::: INFORMATION PROVIDED

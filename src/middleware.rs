//! Tower middleware running the limiter around an HTTP service.
//!
//! Before the request reaches the inner service the limiter checks it. A
//! rejection short-circuits with [`AdmissionError::RateLimited`], carrying
//! the quota headers for the violated limit. Otherwise the reporting limit
//! is stored in the request extensions, the inner service runs, and the
//! three quota headers are written on its response.

use futures::future::BoxFuture;
use http::{Request, Response};
use std::sync::Arc;
use std::task::{Context, Poll};
use tower_layer::Layer;
use tower_service::Service;

use crate::error::{AdmissionError, RateLimitExceeded};
use crate::limiter::Limiter;
use crate::report::HeaderNames;
use crate::resource::Resource;

/// A layer that puts a [`Limiter`] in front of the routes of one [`Resource`].
#[derive(Clone)]
pub struct RateLimitLayer {
    limiter: Arc<Limiter>,
    resource: Arc<dyn Resource>,
}

impl RateLimitLayer {
    /// Create a new rate limit layer.
    pub fn new<R: Resource + 'static>(limiter: Arc<Limiter>, resource: R) -> Self {
        Self { limiter, resource: Arc::new(resource) }
    }

    /// Same as [`new`](Self::new) for a resource that is already shared.
    pub fn with_shared_resource(limiter: Arc<Limiter>, resource: Arc<dyn Resource>) -> Self {
        Self { limiter, resource }
    }
}

impl<S> Layer<S> for RateLimitLayer {
    type Service = RateLimitService<S>;

    fn layer(&self, service: S) -> Self::Service {
        RateLimitService {
            inner: service,
            limiter: self.limiter.clone(),
            resource: self.resource.clone(),
        }
    }
}

/// Middleware service that enforces rate limits.
#[derive(Clone)]
pub struct RateLimitService<S> {
    inner: S,
    limiter: Arc<Limiter>,
    resource: Arc<dyn Resource>,
}

impl<S, ReqB, ResB> Service<Request<ReqB>> for RateLimitService<S>
where
    S: Service<Request<ReqB>, Response = Response<ResB>> + Clone + Send + 'static,
    S::Future: Send + 'static,
    S::Error: Send + 'static,
    ReqB: Send + 'static,
    ResB: Send + 'static,
{
    type Response = Response<ResB>;
    type Error = AdmissionError<S::Error>;
    type Future = BoxFuture<'static, Result<Self::Response, Self::Error>>;

    fn poll_ready(&mut self, cx: &mut Context<'_>) -> Poll<Result<(), Self::Error>> {
        self.inner.poll_ready(cx).map_err(AdmissionError::Inner)
    }

    fn call(&mut self, req: Request<ReqB>) -> Self::Future {
        let limiter = self.limiter.clone();
        let resource = self.resource.clone();
        // The clone may not be ready; keep the one poll_ready drove.
        let clone = self.inner.clone();
        let mut inner = std::mem::replace(&mut self.inner, clone);

        Box::pin(async move {
            let (mut parts, body) = req.into_parts();
            let admission = limiter.check(&parts, &*resource).await?;

            if let Some(mut rejection) = admission.rejection() {
                if let Some(reporting) = admission.reporting() {
                    if let Some(headers) = limiter.report(reporting).await? {
                        rejection = rejection.with_headers(headers);
                    }
                }
                return Err(AdmissionError::RateLimited(rejection));
            }

            let reporting = admission.into_reporting();
            if let Some(reporting) = &reporting {
                parts.extensions.insert(reporting.clone());
            }

            let mut response = inner
                .call(Request::from_parts(parts, body))
                .await
                .map_err(AdmissionError::Inner)?;

            if let Some(reporting) = reporting {
                if let Some(headers) = limiter.report(&reporting).await? {
                    headers.apply(response.headers_mut(), limiter.header_names());
                }
            }
            Ok::<_, AdmissionError<S::Error>>(response)
        })
    }
}

/// Render a rejection as a `429` response with a plain-text body and the quota headers.
pub fn rejection_response<B: From<String>>(rejection: &RateLimitExceeded, names: &HeaderNames) -> Response<B> {
    let mut response = Response::new(B::from(rejection.to_string()));
    *response.status_mut() = rejection.status();
    if let Some(headers) = rejection.headers() {
        headers.apply(response.headers_mut(), names);
    }
    response
}

#[cfg(test)]
mod tests {
    use super::*;
    use crate::limit::parse;
    use crate::report::RateLimitHeaders;
    use http::StatusCode;

    #[test]
    fn rejection_response_carries_status_and_headers() {
        let rejection = RateLimitExceeded::new(parse("1/hour").unwrap())
            .with_headers(RateLimitHeaders { limit: 1, remaining: 0, reset: 3599 });
        let response: Response<String> = rejection_response(&rejection, &HeaderNames::default());

        assert_eq!(response.status(), StatusCode::TOO_MANY_REQUESTS);
        assert_eq!(response.body(), "rate limit exceeded, 1 per 1 hour");
        assert_eq!(response.headers()["x-ratelimit-reset"], "3599");
        assert_eq!(response.headers()["x-ratelimit-remaining"], "0");
    }
}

::::::

-- REQUIREMENT --
From the material above, copy exactly the lines between the line holding "if let Some(mut" and the line holding "if let Some(reporting) = &reporting", inclusive, and only those.

-- ANSWER FOR THIS EXERCISE --
            if let Some(mut rejection) = admission.rejection() {
                if let Some(reporting) = admission.reporting() {
                    if let Some(headers) = limiter.report(reporting).await? {
                        rejection = rejection.with_headers(headers);
                    }
                }
                return Err(AdmissionError::RateLimited(rejection));
            }

            let reporting = admission.into_reporting();
            if let Some(reporting) = &reporting {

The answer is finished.